▸ Exercise inputs:
use std::collections::HashMap;

use serde::{Deserialize, Serialize};

use crate::error::InferenceError;
use crate::features::frame::{FeatureFrame, FEATURE_COLUMNS};
use crate::model::Predictor;

/// Regression artifact exported by the offline training pipeline: a linear
/// model over the five numeric columns plus an additive per-neighborhood
/// effect. The service only ever calls `predict` on it.
#[derive(Debug, Clone, Serialize, Deserialize)]
pub struct PriceModel {
    /// Column names in training order.
    pub schema: Vec<String>,
    pub intercept: f64,
    /// Weight per numeric column.
    pub weights: HashMap<String, f64>,
    /// Additive effect per neighborhood code seen during training.
    pub neighborhood_effects: HashMap<String, f64>,
}

impl PriceModel {
    fn check_schema(&self, frame: &FeatureFrame) -> Result<(), InferenceError> {
        let got: Vec<String> = frame.columns().iter().map(|c| c.to_string()).collect();
        if self.schema != got {
            return Err(InferenceError::SchemaMismatch {
                expected: self.schema.clone(),
                got,
            });
        }
        Ok(())
    }
}

impl Predictor for PriceModel {
    fn predict(&self, frame: &FeatureFrame) -> Result<Vec<f64>, InferenceError> {
        self.check_schema(frame)?;

        let mut price = self.intercept;
        for column in &FEATURE_COLUMNS[..5] {
            let value = frame.numeric(column).ok_or_else(|| {
                InferenceError::Inference(format!("non-numeric value for column {column}"))
            })?;
            let weight = self.weights.get(*column).ok_or_else(|| {
                InferenceError::Inference(format!("model has no weight for column {column}"))
            })?;
            price += weight * value;
        }

        let neighborhood = frame
            .text("Neighborhood")
            .ok_or_else(|| InferenceError::Inference("missing Neighborhood value".to_string()))?;
        let effect = self.neighborhood_effects.get(neighborhood).ok_or_else(|| {
            InferenceError::Inference(format!(
                "unseen categorical value '{neighborhood}' for Neighborhood"
            ))
        })?;
        price += effect;

        Ok(vec![price])
    }
}
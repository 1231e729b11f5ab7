pub mod artifact;
pub mod loader;

use crate::error::InferenceError;
use crate::features::frame::FeatureFrame;

/// The one capability the service needs from a loaded model: map a
/// single-row feature table to a sequence of numeric outputs.
pub trait Predictor: Send + Sync {
    fn predict(&self, frame: &FeatureFrame) -> Result<Vec<f64>, InferenceError>;
}
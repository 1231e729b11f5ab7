pub mod frame;
pub mod neighborhood;
pub mod request;

pub use frame::{FeatureFrame, FeatureValue, FEATURE_COLUMNS};
pub use neighborhood::Neighborhood;
pub use request::PredictionRequest;
pub mod handlers;
pub mod routes;
pub mod types;
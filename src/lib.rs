pub mod config;
pub mod error;
pub mod features;
pub mod format;
pub mod inference;
pub mod model;
pub mod server;


// Re-export common types
pub use error::InferenceError;
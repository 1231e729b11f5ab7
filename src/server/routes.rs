use crate::server::{handlers, types::AppState};
use axum::{
    routing::{get, post},
    Router,
};
use std::sync::Arc;

pub fn create_router(state: Arc<AppState>) -> Router {
    Router::new()
        .route("/", get(handlers::index))
        .route("/health", get(handlers::health_check))
        .route("/model/status", get(handlers::model_status))
        .route("/predict", post(handlers::predict))
        .with_state(state)
}
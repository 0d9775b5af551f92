//! Process-wide logging bootstrap.
//!
//! # Responsibility
//! - Install the `flexi_logger` backend for the `log` facade once per process.
//! - Route records to rotating files or to stderr.
//! - Capture panics as structured, length-capped log events.
//!
//! # Invariants
//! - Re-initialising with identical settings is a no-op.
//! - Re-initialising with a different level or target is rejected.
//! - Initialisation never panics.

use flexi_logger::{Cleanup, Criterion, FileSpec, Logger, LoggerHandle, Naming, WriteMode};
use log::{error, info};
use once_cell::sync::OnceCell;
use std::path::{Path, PathBuf};

const LOG_FILE_BASENAME: &str = "profile_store";
const MAX_LOG_FILE_SIZE_BYTES: u64 = 10 * 1024 * 1024;
const MAX_LOG_FILES: usize = 5;
const MAX_PANIC_PAYLOAD_CHARS: usize = 160;

static LOGGING: OnceCell<ActiveLogging> = OnceCell::new();
static PANIC_HOOK: OnceCell<()> = OnceCell::new();

/// Destination of log records.
#[derive(Debug, Clone, PartialEq, Eq)]
pub enum LogTarget {
    Stderr,
    /// Rotating files under an absolute directory.
    Directory(PathBuf),
}

struct ActiveLogging {
    level: &'static str,
    target: LogTarget,
    _handle: LoggerHandle,
}

/// Installs logging with `level` (`trace|debug|info|warn|error`).
///
/// `log_dir` selects file output; `None` logs to stderr.
///
/// # Errors
/// - Unknown level, relative or empty directory, directory creation failure.
/// - Logging already active with different settings.
pub fn init_logging(level: &str, log_dir: Option<&str>) -> Result<(), String> {
    let level = normalize_level(level)?;
    let target = match log_dir {
        Some(dir) => LogTarget::Directory(normalize_log_dir(dir)?),
        None => LogTarget::Stderr,
    };

    let active = LOGGING.get_or_try_init(|| start(level, target.clone()))?;
    if active.level != level || active.target != target {
        return Err(format!(
            "logging already initialized with level `{}` and target {:?}; refusing to switch to `{}` and {:?}",
            active.level, active.target, level, target
        ));
    }
    Ok(())
}

/// Returns `(level, target)` when logging is active.
pub fn logging_status() -> Option<(&'static str, LogTarget)> {
    LOGGING
        .get()
        .map(|active| (active.level, active.target.clone()))
}

/// `debug` for debug builds, `info` otherwise.
pub fn default_log_level() -> &'static str {
    if cfg!(debug_assertions) {
        "debug"
    } else {
        "info"
    }
}

fn start(level: &'static str, target: LogTarget) -> Result<ActiveLogging, String> {
    let logger =
        Logger::try_with_str(level).map_err(|err| format!("invalid log level `{level}`: {err}"))?;

    let logger = match &target {
        LogTarget::Stderr => logger.log_to_stderr(),
        LogTarget::Directory(dir) => {
            std::fs::create_dir_all(dir).map_err(|err| {
                format!("failed to create log directory `{}`: {err}", dir.display())
            })?;
            logger
                .log_to_file(
                    FileSpec::default()
                        .directory(dir.as_path())
                        .basename(LOG_FILE_BASENAME),
                )
                .rotate(
                    Criterion::Size(MAX_LOG_FILE_SIZE_BYTES),
                    Naming::Numbers,
                    Cleanup::KeepLogFiles(MAX_LOG_FILES),
                )
                .write_mode(WriteMode::BufferAndFlush)
                .append()
                .format_for_files(flexi_logger::detailed_format)
        }
    };

    let handle = logger
        .start()
        .map_err(|err| format!("failed to start logger: {err}"))?;
    install_panic_hook_once();

    info!(
        "event=logging_init module=core status=ok level={level} target={target:?} version={}",
        env!("CARGO_PKG_VERSION")
    );
    Ok(ActiveLogging {
        level,
        target,
        _handle: handle,
    })
}

fn normalize_level(level: &str) -> Result<&'static str, String> {
    match level.trim().to_ascii_lowercase().as_str() {
        "trace" => Ok("trace"),
        "debug" => Ok("debug"),
        "info" => Ok("info"),
        "warn" | "warning" => Ok("warn"),
        "error" => Ok("error"),
        other => Err(format!(
            "unsupported log level `{other}`; expected trace|debug|info|warn|error"
        )),
    }
}

fn normalize_log_dir(log_dir: &str) -> Result<PathBuf, String> {
    let trimmed = log_dir.trim();
    if trimmed.is_empty() {
        return Err("log_dir cannot be empty".to_string());
    }
    let path = Path::new(trimmed);
    if !path.is_absolute() {
        return Err(format!("log_dir must be an absolute path, got `{trimmed}`"));
    }
    Ok(path.to_path_buf())
}

fn install_panic_hook_once() {
    if PANIC_HOOK.set(()).is_err() {
        return;
    }

    let previous_hook = std::panic::take_hook();
    std::panic::set_hook(Box::new(move |panic_info| {
        // Payloads may echo user data (usernames, card numbers); cap them.
        let location = panic_info
            .location()
            .map(|loc| format!("{}:{}", loc.file(), loc.line()))
            .unwrap_or_else(|| "unknown".to_string());
        let payload = if let Some(message) = panic_info.payload().downcast_ref::<&str>() {
            (*message).to_string()
        } else if let Some(message) = panic_info.payload().downcast_ref::<String>() {
            message.clone()
        } else {
            "non-string panic payload".to_string()
        };
        error!(
            "event=panic_captured module=core status=error location={location} payload={}",
            sanitize_message(&payload, MAX_PANIC_PAYLOAD_CHARS)
        );
        previous_hook(panic_info);
    }));
}

fn sanitize_message(value: &str, max_chars: usize) -> String {
    let flattened = value.replace(['\n', '\r'], " ");
    let mut out: String = flattened.chars().take(max_chars).collect();
    if flattened.chars().count() > max_chars {
        out.push_str("...");
    }
    out
}

#[cfg(test)]
mod tests {
    use super::{
        init_logging, logging_status, normalize_level, normalize_log_dir, sanitize_message,
        LogTarget,
    };

    #[test]
    fn normalize_level_accepts_aliases_and_case() {
        assert_eq!(normalize_level(" WARNING ").unwrap(), "warn");
        assert_eq!(normalize_level("Info").unwrap(), "info");
        assert!(normalize_level("verbose").is_err());
    }

    #[test]
    fn normalize_log_dir_requires_absolute_path() {
        assert!(normalize_log_dir("").is_err());
        let err = normalize_log_dir("logs/profile").unwrap_err();
        assert!(err.contains("absolute"));
    }

    #[test]
    fn sanitize_message_flattens_and_truncates() {
        let sanitized = sanitize_message("card\n4111\r1111", 6);
        assert_eq!(sanitized, "card 4...");
        assert_eq!(sanitize_message("short", 10), "short");
    }

    #[test]
    fn init_logging_is_idempotent_and_rejects_conflicts() {
        let dir = tempfile::tempdir().unwrap();
        let dir_str = dir.path().to_str().unwrap().to_string();

        init_logging("info", Some(&dir_str)).unwrap();
        init_logging("INFO", Some(&dir_str)).unwrap();

        let err = init_logging("debug", Some(&dir_str)).unwrap_err();
        assert!(err.contains("refusing to switch"));
        let err = init_logging("info", None).unwrap_err();
        assert!(err.contains("refusing to switch"));

        let (level, target) = logging_status().unwrap();
        assert_eq!(level, "info");
        assert_eq!(target, LogTarget::Directory(dir.path().to_path_buf()));
    }
}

▸ Problem statement: Scan the records above for the string "LoggerHandle", then select every line that holds it.

▸ Exercise solution:
use flexi_logger::{Cleanup, Criterion, FileSpec, Logger, LoggerHandle, Naming, WriteMode};
    _handle: LoggerHandle,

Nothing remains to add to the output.